Incubare le cellule per 30 minuti al buio. Dopo l'incubazione, analizzare i campioni nell'ordine in cui sono stati stimolati, utilizzando il citometro di flusso e i modelli di analisi generati durante le fasi iniziali di compensazione. I dati qui riportati dimostrano il rilevamento citometrico del flusso della produzione reattiva di specie di ossigeno risultante dalla stimolazione dei macrofagi attraverso il recettore FC-gamma.

C'è un marcato aumento della fluorescenza FL1 e FL2 quando le cellule vengono stimolate con l'agente reticolo del recettore FC-gamma. Quando le cellule sono state trattate con l'inibitore reattivo della specie di ossigeno prima del collegamento incrociato del recettore FC-gamma, questa maggiore fluorescenza viene riportato a livelli basali.

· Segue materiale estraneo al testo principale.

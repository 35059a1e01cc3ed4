//! Snapshot sync command with boundary logging.

#![allow(clippy::result_large_err)]

use lander_core::observability::Observer;
use lander_core::{log_op_end, log_op_error, log_op_start};
use lander_core_types::schema::EVENT_SYNC_APPLIED;
use lander_store::errors::Result;
use lander_store::{run_sync, SyncOptions, SyncReport};
use rusqlite::Connection;
use std::time::Instant;

/// Apply the snapshot directory and report what changed
///
/// A successful run emits `sync.applied` with per-outcome counts.
///
/// ## Errors
///
/// Any load, validation or storage failure; the store is left untouched.
pub fn sync_run(
    conn: &mut Connection,
    options: &SyncOptions,
    observer: &dyn Observer,
) -> Result<SyncReport> {
    let dir = options.snapshot_dir.display().to_string();
    log_op_start!("sync_run", snapshot_dir = dir.as_str());
    let start = Instant::now();

    let report = run_sync(conn, options).map_err(|e| {
        log_op_error!(
            "sync_run",
            e.clone(),
            duration_ms = start.elapsed().as_millis() as u64
        );
        e
    })?;

    observer.event(
        EVENT_SYNC_APPLIED,
        &[
            ("snapshot_dir", dir),
            ("created", report.created.len().to_string()),
            ("updated", report.updated.len().to_string()),
            ("resurrected", report.resurrected.len().to_string()),
            ("skipped", report.skipped.len().to_string()),
            ("archived", report.archived.len().to_string()),
            ("deleted", report.deleted.len().to_string()),
        ],
    );

    log_op_end!(
        "sync_run",
        duration_ms = start.elapsed().as_millis() as u64,
        applied = report.applied() as u64
    );
    Ok(report)
}
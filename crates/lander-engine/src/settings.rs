//! Layered settings
//!
//! An optional `lander` config file (toml/yaml/json, picked by extension)
//! overlaid with `LANDER__*` environment variables. Nested keys use a double
//! underscore, e.g. `LANDER__SYNC__MISSING_POLICY=archive`.

#![allow(clippy::result_large_err)]

use config::{Config, Environment, File};
use lander_core::errors::{ExError, ExErrorKind, Result};
use lander_core::logging_facility::Profile;
use lander_store::SyncOptions;
use serde::Deserialize;
use std::path::{Path, PathBuf};

/// File stem looked up in the working directory when no path is given
pub const DEFAULT_CONFIG_NAME: &str = "lander";

pub const ENV_PREFIX: &str = "LANDER";

#[derive(Debug, Clone, PartialEq, Deserialize)]
#[serde(default)]
pub struct Settings {
    pub database_path: PathBuf,
    /// On-disk fallback document; the compiled-in one is used when unset
    pub fallback_path: Option<PathBuf>,
    /// Bundle requested from the download provider
    pub download_bundle_key: String,
    /// Provider catalog used by the landing preview
    pub catalog_path: Option<PathBuf>,
    pub log_profile: Profile,
    pub sync: SyncOptions,
}

impl Default for Settings {
    fn default() -> Self {
        Self {
            database_path: PathBuf::from("lander.db"),
            fallback_path: None,
            download_bundle_key: "default".to_string(),
            catalog_path: None,
            log_profile: Profile::default(),
            sync: SyncOptions::default(),
        }
    }
}

impl Settings {
    /// Load settings
    ///
    /// With `path` the file must exist; without it `./lander.*` is optional.
    ///
    /// # Errors
    /// `ConfigParse` when a source cannot be read or does not deserialize.
    pub fn load(path: Option<&Path>) -> Result<Self> {
        let file = match path {
            Some(p) => File::from(p).required(true),
            None => File::with_name(DEFAULT_CONFIG_NAME).required(false),
        };

        let settings = Config::builder()
            .add_source(file)
            .add_source(
                Environment::with_prefix(ENV_PREFIX)
                    .separator("__")
                    .try_parsing(true),
            )
            .build()
            .and_then(|c| c.try_deserialize::<Settings>())
            .map_err(|e| {
                ExError::new(ExErrorKind::ConfigParse)
                    .with_op("settings_load")
                    .with_message(e.to_string())
            })?;

        tracing::debug!(
            database = %settings.database_path.display(),
            snapshot_dir = %settings.sync.snapshot_dir.display(),
            "settings loaded"
        );
        Ok(settings)
    }
}
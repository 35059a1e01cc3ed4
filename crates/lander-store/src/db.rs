//! Database connection management
//!
//! Provides utilities for opening and managing SQLite connections

#![allow(clippy::result_large_err)]

use crate::errors::{from_rusqlite, Result};
use rusqlite::Connection;
use std::path::Path;
use std::time::Duration;

/// How long a writer waits on a locked database before failing
const BUSY_TIMEOUT: Duration = Duration::from_secs(5);

/// Open a SQLite database at the given path
pub fn open<P: AsRef<Path>>(path: P) -> Result<Connection> {
    Connection::open(path).map_err(from_rusqlite)
}

/// Open an in-memory SQLite database (for testing)
pub fn open_in_memory() -> Result<Connection> {
    Connection::open_in_memory().map_err(from_rusqlite)
}

/// Configure a connection with optimal settings
pub fn configure(conn: &Connection) -> Result<()> {
    // Sections and axes cascade with their variant
    conn.execute("PRAGMA foreign_keys = ON", [])
        .map_err(from_rusqlite)?;

    // journal_mode returns a row, so it cannot go through execute()
    conn.query_row("PRAGMA journal_mode = WAL", [], |_| Ok(()))
        .map_err(from_rusqlite)?;

    conn.busy_timeout(BUSY_TIMEOUT).map_err(from_rusqlite)?;

    Ok(())
}

/// Open, configure and migrate a database file
pub fn open_ready<P: AsRef<Path>>(path: P) -> Result<Connection> {
    let mut conn = open(path)?;
    configure(&conn)?;
    crate::migrations::apply_migrations(&mut conn)?;
    Ok(conn)
}
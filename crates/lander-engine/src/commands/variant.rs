//! Variant command handlers with boundary logging.
//!
//! ## Logging Ownership
//!
//! The engine layer owns lifecycle logging for variant operations:
//! - `log_op_start!` at entry
//! - `log_op_end!` on success
//! - `log_op_error!` on failure
//!
//! Lower layers (store, core) use only `tracing::debug!()` for internal details.

#![allow(clippy::result_large_err)]

use crate::selector::VariantSelector;
use lander_core::model::{AxisCatalog, NewVariant, Variant, VariantPatch, VariantStatus};
use lander_core::observability::Observer;
use lander_core::{log_op_end, log_op_error, log_op_start};
use lander_core_types::schema::{
    EVENT_SECTION_COPY_FAILED, FIELD_ERROR, FIELD_VARIANT_ID, FIELD_VARIANT_SLUG,
};
use lander_store::errors::Result;
use lander_store::repo::{AxisRepo, SectionRepo, VariantRepo};
use rusqlite::Connection;
use std::time::Instant;

/// Outcome of [`variant_create`]
#[derive(Debug, Clone, PartialEq)]
pub struct VariantCreated {
    pub variant: Variant,
    /// Sections copied from the source variant; zero when no source was given
    /// or the copy failed
    pub copied_sections: usize,
}

/// Create a variant, optionally seeding its sections from another variant
///
/// The copy is best-effort: when it fails the variant still exists, the
/// failure is reported through `observer` and `copied_sections` is zero.
///
/// ## Errors
///
/// - `InvalidInput`: slug, name, weight or axes rejected
/// - `AlreadyExists`: slug taken
/// - `Persistence`: database error
pub fn variant_create(
    conn: &mut Connection,
    input: &NewVariant,
    copy_from: Option<&str>,
    observer: &dyn Observer,
) -> Result<VariantCreated> {
    log_op_start!("variant_create", slug = input.slug.as_str());
    let start = Instant::now();

    let result = variant_create_impl(conn, input, copy_from, observer).map_err(|e| {
        log_op_error!(
            "variant_create",
            e.clone(),
            duration_ms = start.elapsed().as_millis() as u64
        );
        e
    })?;

    log_op_end!(
        "variant_create",
        duration_ms = start.elapsed().as_millis() as u64,
        variant_id = result.variant.id.as_str(),
        section_count = result.copied_sections as u64
    );

    Ok(result)
}

fn variant_create_impl(
    conn: &mut Connection,
    input: &NewVariant,
    copy_from: Option<&str>,
    observer: &dyn Observer,
) -> Result<VariantCreated> {
    let variant = VariantRepo::create(conn, input)?;

    let Some(source_slug) = copy_from.map(str::trim).filter(|s| !s.is_empty()) else {
        return Ok(VariantCreated {
            variant,
            copied_sections: 0,
        });
    };

    let copied = VariantRepo::get_by_slug(conn, source_slug)
        .and_then(|source| SectionRepo::copy_from_variant(conn, &source.id, &variant.id));

    let copied_sections = match copied {
        Ok(count) => count,
        Err(e) => {
            observer.event(
                EVENT_SECTION_COPY_FAILED,
                &[
                    (FIELD_VARIANT_SLUG, variant.slug.clone()),
                    (FIELD_VARIANT_ID, variant.id.clone()),
                    ("source", source_slug.to_string()),
                    (FIELD_ERROR, e.to_string()),
                ],
            );
            0
        }
    };

    Ok(VariantCreated {
        variant,
        copied_sections,
    })
}

/// Patch a variant
///
/// ## Errors
///
/// - `NotFound`: slug absent or deleted
/// - `InvalidInput`: patch rejected
pub fn variant_update(conn: &mut Connection, slug: &str, patch: &VariantPatch) -> Result<Variant> {
    log_op_start!("variant_update", slug = slug);
    let start = Instant::now();

    let result = VariantRepo::update(conn, slug, patch).map_err(|e| {
        log_op_error!(
            "variant_update",
            e.clone(),
            duration_ms = start.elapsed().as_millis() as u64
        );
        e
    })?;

    log_op_end!(
        "variant_update",
        duration_ms = start.elapsed().as_millis() as u64,
        variant_id = result.id.as_str()
    );
    Ok(result)
}

/// Archive a variant
///
/// ## Errors
///
/// `NotFound` for absent or deleted variants.
pub fn variant_archive(conn: &Connection, slug: &str) -> Result<Variant> {
    log_op_start!("variant_archive", slug = slug);
    let start = Instant::now();

    let result = VariantRepo::archive(conn, slug).map_err(|e| {
        log_op_error!(
            "variant_archive",
            e.clone(),
            duration_ms = start.elapsed().as_millis() as u64
        );
        e
    })?;

    log_op_end!(
        "variant_archive",
        duration_ms = start.elapsed().as_millis() as u64
    );
    Ok(result)
}

/// Soft-delete a variant
///
/// ## Errors
///
/// `NotFound` when the slug is absent.
pub fn variant_delete(conn: &Connection, slug: &str) -> Result<()> {
    log_op_start!("variant_delete", slug = slug);
    let start = Instant::now();

    VariantRepo::delete(conn, slug).map_err(|e| {
        log_op_error!(
            "variant_delete",
            e.clone(),
            duration_ms = start.elapsed().as_millis() as u64
        );
        e
    })?;

    log_op_end!(
        "variant_delete",
        duration_ms = start.elapsed().as_millis() as u64
    );
    Ok(())
}

/// List variants; deleted ones only when asked for
pub fn variant_list(conn: &Connection, status: Option<VariantStatus>) -> Result<Vec<Variant>> {
    VariantRepo::list(conn, status)
}

/// Known axes and their allowed values
pub fn list_axes(conn: &Connection) -> Result<AxisCatalog> {
    AxisRepo::catalog(conn)
}

/// Fetch a variant by slug, tombstones included
///
/// ## Errors
///
/// `NotFound` when the slug is absent.
pub fn variant_get(conn: &Connection, slug: &str) -> Result<Variant> {
    VariantRepo::get_by_slug(conn, slug)
}

/// Draw one active variant with the shared selector
///
/// ## Errors
///
/// `NoActiveVariants` when nothing is active.
pub fn variant_select(conn: &Connection, selector: &VariantSelector) -> Result<Variant> {
    log_op_start!("variant_select");
    let start = Instant::now();

    let result = selector.select(conn).map_err(|e| {
        log_op_error!(
            "variant_select",
            e.clone(),
            duration_ms = start.elapsed().as_millis() as u64
        );
        e
    })?;

    log_op_end!(
        "variant_select",
        duration_ms = start.elapsed().as_millis() as u64,
        slug = result.slug.as_str()
    );
    Ok(result)
}
//! Migration runner
//!
//! Applies migrations in order, each in its own transaction, and refuses to
//! continue when an applied migration's SQL has changed.

#![allow(clippy::result_large_err)]

use crate::errors::{checksum_mismatch, from_rusqlite, migration_error, Result};
use crate::migrations::checksums::compute_checksum;
use crate::migrations::embedded::get_migrations;
use rusqlite::{Connection, OptionalExtension};

/// Apply all pending migrations to the database
pub fn apply_migrations(conn: &mut Connection) -> Result<()> {
    create_schema_version_table(conn)?;

    for migration in get_migrations() {
        apply_migration(conn, migration.id, migration.sql)?;
    }

    tracing::debug!(
        migrations = get_migrations().len(),
        "schema migrations up to date"
    );
    Ok(())
}

/// Ids of applied migrations, oldest first
pub fn applied_migrations(conn: &Connection) -> Result<Vec<String>> {
    let mut stmt = conn
        .prepare("SELECT migration_id FROM schema_version ORDER BY id ASC")
        .map_err(from_rusqlite)?;
    let ids = stmt
        .query_map([], |row| row.get(0))
        .map_err(from_rusqlite)?
        .collect::<std::result::Result<Vec<String>, _>>()
        .map_err(from_rusqlite)?;
    Ok(ids)
}

/// Create the schema_version table if it doesn't exist
fn create_schema_version_table(conn: &Connection) -> Result<()> {
    conn.execute(
        "CREATE TABLE IF NOT EXISTS schema_version (
            id INTEGER PRIMARY KEY,
            migration_id TEXT NOT NULL UNIQUE,
            applied_at INTEGER NOT NULL,
            checksum TEXT
        )",
        [],
    )
    .map_err(from_rusqlite)?;

    Ok(())
}

/// Apply a single migration if not already applied
fn apply_migration(conn: &mut Connection, migration_id: &str, sql: &str) -> Result<()> {
    let checksum = compute_checksum(sql);

    let recorded: Option<Option<String>> = conn
        .query_row(
            "SELECT checksum FROM schema_version WHERE migration_id = ?",
            [migration_id],
            |row| row.get(0),
        )
        .optional()
        .map_err(from_rusqlite)?;

    match recorded {
        Some(Some(existing)) if existing != checksum => {
            return Err(checksum_mismatch(migration_id, &existing, &checksum));
        }
        Some(_) => return Ok(()),
        None => {}
    }

    let tx = conn.transaction().map_err(from_rusqlite)?;

    tx.execute_batch(sql)
        .map_err(|e| migration_error(migration_id, &e.to_string()))?;

    let now = chrono::Utc::now().timestamp();
    tx.execute(
        "INSERT INTO schema_version (migration_id, applied_at, checksum) VALUES (?, ?, ?)",
        rusqlite::params![migration_id, now, checksum],
    )
    .map_err(from_rusqlite)?;

    tx.commit().map_err(from_rusqlite)?;

    Ok(())
}

#[cfg(test)]
mod tests {
    use super::*;
    use lander_core::ExErrorKind;

    #[test]
    fn test_apply_migrations() {
        let mut conn = Connection::open_in_memory().unwrap();
        apply_migrations(&mut conn).unwrap();
        assert_eq!(
            applied_migrations(&conn).unwrap(),
            vec!["001_initial_schema", "002_axis_catalog"]
        );
    }

    #[test]
    fn test_idempotency() {
        let mut conn = Connection::open_in_memory().unwrap();
        apply_migrations(&mut conn).unwrap();
        apply_migrations(&mut conn).unwrap();
        assert_eq!(applied_migrations(&conn).unwrap().len(), 2);
    }

    #[test]
    fn test_tampered_migration_detected() {
        let mut conn = Connection::open_in_memory().unwrap();
        apply_migrations(&mut conn).unwrap();
        conn.execute(
            "UPDATE schema_version SET checksum = 'deadbeef' WHERE migration_id = '001_initial_schema'",
            [],
        )
        .unwrap();

        let err = apply_migrations(&mut conn).unwrap_err();
        assert_eq!(err.kind(), ExErrorKind::Persistence);
        assert!(err.message().contains("001_initial_schema"));
    }
}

Al contrario, questi grafici a punti presentano un esperimento fallito, in cui è stata osservata la produzione di specie reattive non ottimale delle specie di ossigeno a seguito della stimolazione del recettore FC-gamma.

Per evidenziare le grandi differenze tra le percentuali previste o aumenti delle IFM, questi dati mostrano l'aspetto dei campioni con un aumento minimo della fluorescenza FL1 e FL2. Il protocollo corrente utilizza un passaggio di adescamento 24 ore su 24. Quando si confronta un tempo di adescamento di 24 ore rispetto a un tempo di adescamento di 48 ore, non c'era alcuna differenza marcata nella percentuale di cellule positive per il reagente di sollecitazione ossidativo verde.

Tuttavia, l'aumento del tempo di adescamento a 48 ore ha aumentato la percentuale di cellule positive per la fluorescenza arancione. Le cose più importanti da ricordare quando si esegue questa procedura è pianificare in anticipo ed essere coerenti sulla tempistica del saggio per ottenere risultati riproducibili.